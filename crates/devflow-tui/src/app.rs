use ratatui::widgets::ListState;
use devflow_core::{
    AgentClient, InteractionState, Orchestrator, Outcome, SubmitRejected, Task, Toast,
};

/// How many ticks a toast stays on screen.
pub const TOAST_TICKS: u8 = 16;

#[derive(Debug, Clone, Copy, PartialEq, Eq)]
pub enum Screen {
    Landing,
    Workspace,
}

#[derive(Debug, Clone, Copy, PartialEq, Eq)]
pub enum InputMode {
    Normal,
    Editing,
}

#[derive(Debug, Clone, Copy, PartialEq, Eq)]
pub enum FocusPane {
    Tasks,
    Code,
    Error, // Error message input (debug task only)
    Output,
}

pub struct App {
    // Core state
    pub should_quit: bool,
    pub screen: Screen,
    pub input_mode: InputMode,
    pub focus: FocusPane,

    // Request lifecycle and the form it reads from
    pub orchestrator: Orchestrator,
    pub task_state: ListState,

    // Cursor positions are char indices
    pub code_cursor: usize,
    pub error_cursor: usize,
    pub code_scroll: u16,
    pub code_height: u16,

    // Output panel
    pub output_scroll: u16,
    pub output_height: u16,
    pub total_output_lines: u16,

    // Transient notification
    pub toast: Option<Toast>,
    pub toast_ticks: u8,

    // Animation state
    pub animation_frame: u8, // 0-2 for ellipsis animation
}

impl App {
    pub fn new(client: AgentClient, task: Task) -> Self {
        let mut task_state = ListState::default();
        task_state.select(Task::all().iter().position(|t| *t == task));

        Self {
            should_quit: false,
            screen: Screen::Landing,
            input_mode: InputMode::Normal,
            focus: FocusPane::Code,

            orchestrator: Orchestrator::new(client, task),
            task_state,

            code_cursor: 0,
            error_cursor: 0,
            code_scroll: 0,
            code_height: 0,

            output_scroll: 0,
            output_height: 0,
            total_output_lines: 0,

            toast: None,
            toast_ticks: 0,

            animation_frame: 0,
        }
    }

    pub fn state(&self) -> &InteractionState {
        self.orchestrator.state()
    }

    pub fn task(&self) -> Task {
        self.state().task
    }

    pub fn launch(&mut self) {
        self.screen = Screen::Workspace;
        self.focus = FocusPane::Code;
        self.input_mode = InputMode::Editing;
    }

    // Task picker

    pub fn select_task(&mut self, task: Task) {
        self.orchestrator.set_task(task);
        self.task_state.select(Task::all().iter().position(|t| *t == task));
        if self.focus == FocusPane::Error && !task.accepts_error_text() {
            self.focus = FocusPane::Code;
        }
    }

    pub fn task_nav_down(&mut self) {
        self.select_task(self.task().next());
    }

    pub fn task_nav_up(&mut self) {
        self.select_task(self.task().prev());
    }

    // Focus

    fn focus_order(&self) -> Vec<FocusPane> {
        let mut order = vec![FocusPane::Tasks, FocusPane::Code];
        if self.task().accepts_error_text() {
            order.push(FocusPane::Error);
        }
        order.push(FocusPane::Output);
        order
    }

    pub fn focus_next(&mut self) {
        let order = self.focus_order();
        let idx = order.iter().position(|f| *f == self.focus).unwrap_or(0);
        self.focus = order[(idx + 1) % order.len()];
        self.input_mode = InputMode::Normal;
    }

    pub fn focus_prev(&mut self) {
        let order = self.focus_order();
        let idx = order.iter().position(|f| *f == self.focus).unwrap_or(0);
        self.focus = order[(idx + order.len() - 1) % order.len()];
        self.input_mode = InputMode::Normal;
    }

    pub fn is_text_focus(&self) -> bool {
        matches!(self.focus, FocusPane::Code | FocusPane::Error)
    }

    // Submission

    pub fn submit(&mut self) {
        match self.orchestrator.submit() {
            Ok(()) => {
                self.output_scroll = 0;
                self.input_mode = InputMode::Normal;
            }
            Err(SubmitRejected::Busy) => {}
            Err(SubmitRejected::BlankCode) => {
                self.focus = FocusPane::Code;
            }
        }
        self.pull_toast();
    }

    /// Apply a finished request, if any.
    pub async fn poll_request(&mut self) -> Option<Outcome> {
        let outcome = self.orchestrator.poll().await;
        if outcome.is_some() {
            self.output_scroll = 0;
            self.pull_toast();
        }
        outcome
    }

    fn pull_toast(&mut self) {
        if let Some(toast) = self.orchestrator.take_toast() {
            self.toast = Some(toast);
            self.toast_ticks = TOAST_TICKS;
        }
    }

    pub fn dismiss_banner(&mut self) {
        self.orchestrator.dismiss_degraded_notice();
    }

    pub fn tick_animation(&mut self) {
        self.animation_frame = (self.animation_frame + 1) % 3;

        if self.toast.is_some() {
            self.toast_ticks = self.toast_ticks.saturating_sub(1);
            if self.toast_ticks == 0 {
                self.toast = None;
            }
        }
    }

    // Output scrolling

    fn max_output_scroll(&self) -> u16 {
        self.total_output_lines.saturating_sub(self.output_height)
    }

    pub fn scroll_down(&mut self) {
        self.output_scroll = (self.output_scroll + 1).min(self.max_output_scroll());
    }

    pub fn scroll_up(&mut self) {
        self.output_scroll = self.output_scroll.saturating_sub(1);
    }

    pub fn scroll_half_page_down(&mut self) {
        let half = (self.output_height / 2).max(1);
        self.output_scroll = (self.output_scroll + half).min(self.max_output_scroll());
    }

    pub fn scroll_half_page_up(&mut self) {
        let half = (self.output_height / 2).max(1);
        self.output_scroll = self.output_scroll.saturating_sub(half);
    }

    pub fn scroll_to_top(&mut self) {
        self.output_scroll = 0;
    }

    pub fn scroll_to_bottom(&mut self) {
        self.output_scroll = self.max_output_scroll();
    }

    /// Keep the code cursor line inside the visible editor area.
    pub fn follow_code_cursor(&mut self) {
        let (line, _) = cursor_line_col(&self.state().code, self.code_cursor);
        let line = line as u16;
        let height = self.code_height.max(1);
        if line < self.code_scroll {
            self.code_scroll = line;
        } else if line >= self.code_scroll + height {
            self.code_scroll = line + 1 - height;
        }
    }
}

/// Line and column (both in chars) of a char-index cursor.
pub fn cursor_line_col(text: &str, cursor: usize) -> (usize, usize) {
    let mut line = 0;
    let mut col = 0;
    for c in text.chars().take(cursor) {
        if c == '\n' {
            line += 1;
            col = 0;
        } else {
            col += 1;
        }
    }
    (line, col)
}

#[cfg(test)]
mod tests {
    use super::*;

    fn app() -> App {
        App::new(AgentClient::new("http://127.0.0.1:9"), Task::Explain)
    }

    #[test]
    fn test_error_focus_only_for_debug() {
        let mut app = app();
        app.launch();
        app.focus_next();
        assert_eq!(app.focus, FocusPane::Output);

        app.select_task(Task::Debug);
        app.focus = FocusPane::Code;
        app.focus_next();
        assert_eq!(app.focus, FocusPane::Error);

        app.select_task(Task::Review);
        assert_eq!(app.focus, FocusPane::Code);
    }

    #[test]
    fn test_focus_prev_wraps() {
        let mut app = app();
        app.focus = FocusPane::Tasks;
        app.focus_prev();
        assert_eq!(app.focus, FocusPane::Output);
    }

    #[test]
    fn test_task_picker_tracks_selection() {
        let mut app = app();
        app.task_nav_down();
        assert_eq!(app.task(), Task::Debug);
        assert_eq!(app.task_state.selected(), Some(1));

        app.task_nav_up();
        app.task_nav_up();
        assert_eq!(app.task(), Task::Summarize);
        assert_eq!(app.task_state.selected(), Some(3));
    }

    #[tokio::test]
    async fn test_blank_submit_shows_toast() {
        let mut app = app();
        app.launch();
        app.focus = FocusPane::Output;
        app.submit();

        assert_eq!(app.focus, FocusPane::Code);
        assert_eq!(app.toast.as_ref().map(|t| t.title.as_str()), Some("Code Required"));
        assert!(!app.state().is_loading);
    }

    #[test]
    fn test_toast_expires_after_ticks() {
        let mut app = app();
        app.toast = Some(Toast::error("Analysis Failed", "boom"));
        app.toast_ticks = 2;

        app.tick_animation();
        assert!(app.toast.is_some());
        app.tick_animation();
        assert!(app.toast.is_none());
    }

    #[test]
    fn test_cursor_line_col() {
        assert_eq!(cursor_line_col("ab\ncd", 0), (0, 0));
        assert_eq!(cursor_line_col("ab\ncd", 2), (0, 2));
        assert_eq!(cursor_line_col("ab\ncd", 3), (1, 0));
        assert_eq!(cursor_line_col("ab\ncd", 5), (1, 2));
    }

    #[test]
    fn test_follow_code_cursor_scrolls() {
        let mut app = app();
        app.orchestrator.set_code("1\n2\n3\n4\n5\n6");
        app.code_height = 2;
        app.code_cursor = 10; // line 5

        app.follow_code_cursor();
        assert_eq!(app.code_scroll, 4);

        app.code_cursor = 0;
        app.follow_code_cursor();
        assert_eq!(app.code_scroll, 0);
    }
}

■ ■ ■

● **What you have to do**
Go through the data above and copy each line that holds the word "AgentClient".

● **Solution below**
    AgentClient, InteractionState, Orchestrator, Outcome, SubmitRejected, Task, Toast,
    pub fn new(client: AgentClient, task: Task) -> Self {
        App::new(AgentClient::new("http://127.0.0.1:9"), Task::Explain)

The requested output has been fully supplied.